But if Vishnu borders on both Nina's land and Saiva, then it must also
border on one or both of Hanuman and Brahm.
We don't have clear indications of direction, but the path to the Land
of the Gods is through the western gate, but the road lies northward.
Three days journey by mammoth north from Arya brings you to a place
where three highways blend into one. The Southern road leads
to Arya. The Southwest leads to the land of Indra. The
other road, Southeast, leads to Nagatun.
We can assume that one of these nations borders Saiva, directly or indirectly.
My guess is that the likely border is with Indra, since the land that the
Nagatun is likely closer to the length of the black river. The people
there, the Nagamanacs, seem to be connected to the great serpents who rule
the river, so we might assume that the river, for part of its length, runs
southeast.
Soon after that, the road ends in a vast impenetrable marsh.
This is probably the vast trackless swamp which contains the Island, Mananavarta,
where criminals and exiles are sentenced. The seven nations
jointly maintain the prison, each contributing guards and officers.
Beyond that is a large river or lake, or perhaps a small sea, called
Kalaudan, or Black Water, the River of the Gods.
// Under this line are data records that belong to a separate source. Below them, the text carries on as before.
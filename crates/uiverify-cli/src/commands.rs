//! CLI argument definitions using clap

use clap::{Parser, ValueEnum};
use std::path::PathBuf;

/// uiverify: seed a web app's storage, drive a scenario, capture screenshots
#[derive(Parser, Debug)]
#[command(name = "uiverify")]
#[command(author, version, about, long_about = None)]
pub struct Cli {
    /// Base URL of the running application
    #[arg(long, env = "UIVERIFY_BASE_URL")]
    pub base_url: String,

    /// Fixture file (JSON or YAML) written into persisted storage
    #[arg(long)]
    pub fixture: Option<PathBuf>,

    /// Scenario file (YAML or JSON)
    #[arg(long)]
    pub scenario: PathBuf,

    /// Run the browser without a window
    #[arg(long, default_value_t = true, action = clap::ArgAction::Set)]
    pub headless: bool,

    /// Directory for screenshots
    #[arg(long, default_value = "screenshots")]
    pub screenshot_dir: PathBuf,

    /// Viewport size as WIDTHxHEIGHT
    #[arg(long, default_value = "1280x720")]
    pub viewport: String,

    /// Storage key the fixture is written under
    #[arg(long, default_value = uiverify::DEFAULT_STORAGE_KEY)]
    pub storage_key: String,

    /// Keep existing storage instead of clearing it before seeding
    #[arg(long)]
    pub keep_storage: bool,

    /// Chromium executable
    #[arg(long, env = "CHROMIUM_PATH")]
    pub chromium_path: Option<PathBuf>,

    /// Disable the chromium sandbox (containers, CI)
    #[arg(long)]
    pub no_sandbox: bool,

    /// Write the JSON report to this file
    #[arg(long)]
    pub report: Option<PathBuf>,

    /// Output format for the run summary
    #[arg(long, value_enum, default_value = "text")]
    pub format: FormatArg,

    /// Verbosity level (-v, -vv)
    #[arg(short, long, action = clap::ArgAction::Count)]
    pub verbose: u8,

    /// Quiet mode (only failures are printed)
    #[arg(short, long)]
    pub quiet: bool,

    /// Color output (auto, always, never)
    #[arg(long, value_enum, default_value = "auto")]
    pub color: ColorArg,
}

/// Summary output format argument
#[derive(ValueEnum, Clone, Copy, Debug, Default, PartialEq, Eq)]
pub enum FormatArg {
    /// Human-readable lines on stderr
    #[default]
    Text,
    /// JSON report on stdout
    Json,
}

impl From<FormatArg> for crate::output::OutputFormat {
    fn from(arg: FormatArg) -> Self {
        match arg {
            FormatArg::Text => Self::Text,
            FormatArg::Json => Self::Json,
        }
    }
}

/// Color output argument
#[derive(ValueEnum, Clone, Copy, Debug, Default, PartialEq, Eq)]
pub enum ColorArg {
    /// Automatic color detection
    #[default]
    Auto,
    /// Always use colors
    Always,
    /// Never use colors
    Never,
}

impl From<ColorArg> for crate::config::ColorChoice {
    fn from(arg: ColorArg) -> Self {
        match arg {
            ColorArg::Auto => Self::Auto,
            ColorArg::Always => Self::Always,
            ColorArg::Never => Self::Never,
        }
    }
}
The ‘river’
has its own islands, and its large enough to support a seven headed, cobra
hooded water serpent that can swallow seven full grown mammoths at a time
and swim off for a nap.
On the other side of the River, or at the end of the River, is the shores
and banks of the Land of the Gods. The ‘Land of the Gods’ is bordered by
a fifty foot wall with an large gateway, guarded by the black children
of Kali. Within the wall is a country of low rolling hills, with
a road paved with white stone running through it. The countryside
is divided into fields raising many different kinds of crops, which are
tended by people of all nations.
A few miles in is a second wall, higher than the first, manned by the
Red Warriors of Brahm. Within this is a belt of thick forest, the
hunting preserve of the Gods. Beyond that is a third wall guarded
by the warriors of Indra. This leads to a region of lakes which is
described as the fishing ground of the Gods, guarded by Vaishnava warriors.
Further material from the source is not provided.